» Description of the task
Work through the records that follow and return each line containing the word "Item".

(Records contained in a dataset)
* * * * *
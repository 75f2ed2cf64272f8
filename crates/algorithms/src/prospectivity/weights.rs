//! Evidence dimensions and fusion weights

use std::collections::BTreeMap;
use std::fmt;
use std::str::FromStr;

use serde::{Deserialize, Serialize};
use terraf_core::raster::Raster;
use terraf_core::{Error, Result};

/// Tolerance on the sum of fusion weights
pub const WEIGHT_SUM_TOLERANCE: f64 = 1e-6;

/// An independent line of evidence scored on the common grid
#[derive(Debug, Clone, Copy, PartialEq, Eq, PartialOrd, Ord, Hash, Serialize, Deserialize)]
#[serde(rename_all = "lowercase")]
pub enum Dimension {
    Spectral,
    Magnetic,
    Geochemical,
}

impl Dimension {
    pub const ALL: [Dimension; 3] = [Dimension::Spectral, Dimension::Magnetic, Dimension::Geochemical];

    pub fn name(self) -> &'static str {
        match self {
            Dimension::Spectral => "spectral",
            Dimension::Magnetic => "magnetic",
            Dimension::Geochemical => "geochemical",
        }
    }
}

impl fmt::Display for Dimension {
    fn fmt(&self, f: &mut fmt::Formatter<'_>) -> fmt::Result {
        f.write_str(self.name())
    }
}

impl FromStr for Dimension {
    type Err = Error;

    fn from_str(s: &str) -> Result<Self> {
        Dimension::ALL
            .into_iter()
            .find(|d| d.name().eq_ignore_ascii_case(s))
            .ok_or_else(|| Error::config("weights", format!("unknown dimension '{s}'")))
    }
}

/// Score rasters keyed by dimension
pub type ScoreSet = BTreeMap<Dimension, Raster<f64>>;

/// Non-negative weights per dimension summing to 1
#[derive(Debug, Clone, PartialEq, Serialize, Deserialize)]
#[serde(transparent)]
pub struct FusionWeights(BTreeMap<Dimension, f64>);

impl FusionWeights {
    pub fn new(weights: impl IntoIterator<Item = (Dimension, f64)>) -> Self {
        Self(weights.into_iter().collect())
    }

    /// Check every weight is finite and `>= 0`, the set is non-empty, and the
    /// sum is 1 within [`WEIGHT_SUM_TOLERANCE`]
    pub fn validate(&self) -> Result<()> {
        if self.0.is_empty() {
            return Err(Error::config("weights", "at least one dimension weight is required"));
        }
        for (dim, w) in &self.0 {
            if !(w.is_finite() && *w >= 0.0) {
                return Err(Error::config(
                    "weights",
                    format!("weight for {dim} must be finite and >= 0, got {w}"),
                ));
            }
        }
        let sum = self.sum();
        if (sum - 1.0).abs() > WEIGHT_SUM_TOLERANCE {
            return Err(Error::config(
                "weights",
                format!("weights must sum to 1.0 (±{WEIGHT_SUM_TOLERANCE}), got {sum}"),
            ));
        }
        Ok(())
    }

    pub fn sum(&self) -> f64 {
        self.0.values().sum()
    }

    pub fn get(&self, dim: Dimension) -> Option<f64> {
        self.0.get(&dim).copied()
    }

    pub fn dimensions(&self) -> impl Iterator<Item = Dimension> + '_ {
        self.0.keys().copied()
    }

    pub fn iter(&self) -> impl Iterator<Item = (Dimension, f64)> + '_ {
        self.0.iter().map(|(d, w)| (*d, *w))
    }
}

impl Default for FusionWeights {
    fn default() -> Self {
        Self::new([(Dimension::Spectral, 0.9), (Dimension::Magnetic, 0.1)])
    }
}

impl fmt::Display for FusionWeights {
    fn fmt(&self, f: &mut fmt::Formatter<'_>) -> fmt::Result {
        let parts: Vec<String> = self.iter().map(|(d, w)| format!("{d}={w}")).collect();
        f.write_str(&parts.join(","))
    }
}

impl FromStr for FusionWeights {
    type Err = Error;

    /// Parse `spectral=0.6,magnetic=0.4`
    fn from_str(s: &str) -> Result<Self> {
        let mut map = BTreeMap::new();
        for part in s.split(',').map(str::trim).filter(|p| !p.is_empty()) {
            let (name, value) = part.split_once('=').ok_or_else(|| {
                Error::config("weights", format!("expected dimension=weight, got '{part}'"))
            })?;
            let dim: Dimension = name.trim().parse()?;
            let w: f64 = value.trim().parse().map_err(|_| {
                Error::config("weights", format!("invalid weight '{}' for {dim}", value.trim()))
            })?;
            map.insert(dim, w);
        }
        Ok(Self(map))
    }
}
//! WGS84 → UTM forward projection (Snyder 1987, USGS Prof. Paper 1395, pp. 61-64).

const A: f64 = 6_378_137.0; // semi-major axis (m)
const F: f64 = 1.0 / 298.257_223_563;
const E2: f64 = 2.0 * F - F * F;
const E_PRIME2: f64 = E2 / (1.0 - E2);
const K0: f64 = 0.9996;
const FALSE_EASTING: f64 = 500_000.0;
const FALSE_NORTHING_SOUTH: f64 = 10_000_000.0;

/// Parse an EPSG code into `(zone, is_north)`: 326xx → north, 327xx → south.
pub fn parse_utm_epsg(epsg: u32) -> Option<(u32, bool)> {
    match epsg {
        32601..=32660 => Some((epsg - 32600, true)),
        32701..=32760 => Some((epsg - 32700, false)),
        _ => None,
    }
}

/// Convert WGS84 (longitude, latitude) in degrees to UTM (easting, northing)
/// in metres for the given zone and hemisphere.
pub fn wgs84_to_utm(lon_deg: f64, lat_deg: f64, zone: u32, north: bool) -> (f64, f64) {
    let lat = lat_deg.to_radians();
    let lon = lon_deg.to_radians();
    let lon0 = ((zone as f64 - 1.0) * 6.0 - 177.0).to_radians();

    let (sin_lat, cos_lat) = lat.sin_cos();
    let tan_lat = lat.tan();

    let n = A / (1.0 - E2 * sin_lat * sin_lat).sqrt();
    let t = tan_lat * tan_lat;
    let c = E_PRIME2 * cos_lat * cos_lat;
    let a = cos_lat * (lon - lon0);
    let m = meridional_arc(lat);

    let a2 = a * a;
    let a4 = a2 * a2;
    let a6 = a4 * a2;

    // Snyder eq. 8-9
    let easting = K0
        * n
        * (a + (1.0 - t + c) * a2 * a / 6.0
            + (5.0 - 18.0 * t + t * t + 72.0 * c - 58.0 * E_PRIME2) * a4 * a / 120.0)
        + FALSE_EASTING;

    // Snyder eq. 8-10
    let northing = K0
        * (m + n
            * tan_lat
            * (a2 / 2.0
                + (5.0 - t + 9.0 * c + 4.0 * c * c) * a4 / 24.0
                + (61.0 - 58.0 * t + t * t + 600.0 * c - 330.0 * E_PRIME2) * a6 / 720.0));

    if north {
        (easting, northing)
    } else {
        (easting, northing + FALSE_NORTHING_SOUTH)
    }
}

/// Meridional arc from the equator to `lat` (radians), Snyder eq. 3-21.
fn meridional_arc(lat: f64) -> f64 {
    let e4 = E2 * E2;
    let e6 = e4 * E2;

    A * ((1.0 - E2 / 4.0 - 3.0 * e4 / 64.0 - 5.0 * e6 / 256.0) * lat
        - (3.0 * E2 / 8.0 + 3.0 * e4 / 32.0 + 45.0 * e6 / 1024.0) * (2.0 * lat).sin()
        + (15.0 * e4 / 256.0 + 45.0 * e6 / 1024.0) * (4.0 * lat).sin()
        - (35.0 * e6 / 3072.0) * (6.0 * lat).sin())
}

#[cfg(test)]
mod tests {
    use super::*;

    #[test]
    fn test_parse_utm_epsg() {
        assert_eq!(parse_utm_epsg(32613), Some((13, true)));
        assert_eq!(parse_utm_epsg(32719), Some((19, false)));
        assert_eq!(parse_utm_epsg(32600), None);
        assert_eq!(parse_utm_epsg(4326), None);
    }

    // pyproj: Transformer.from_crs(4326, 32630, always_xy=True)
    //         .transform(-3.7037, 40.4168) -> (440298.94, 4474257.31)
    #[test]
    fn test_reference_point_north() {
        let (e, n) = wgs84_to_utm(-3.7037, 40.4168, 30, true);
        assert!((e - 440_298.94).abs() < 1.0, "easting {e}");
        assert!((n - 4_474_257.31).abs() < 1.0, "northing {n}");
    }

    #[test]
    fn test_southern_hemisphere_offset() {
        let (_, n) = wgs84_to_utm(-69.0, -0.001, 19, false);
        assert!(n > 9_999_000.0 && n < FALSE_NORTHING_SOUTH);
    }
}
* * * * *
» Response box
    pub fn new(weights: impl IntoIterator<Item = (Dimension, f64)>) -> Self {
    pub fn dimensions(&self) -> impl Iterator<Item = Dimension> + '_ {
    pub fn iter(&self) -> impl Iterator<Item = (Dimension, f64)> + '_ {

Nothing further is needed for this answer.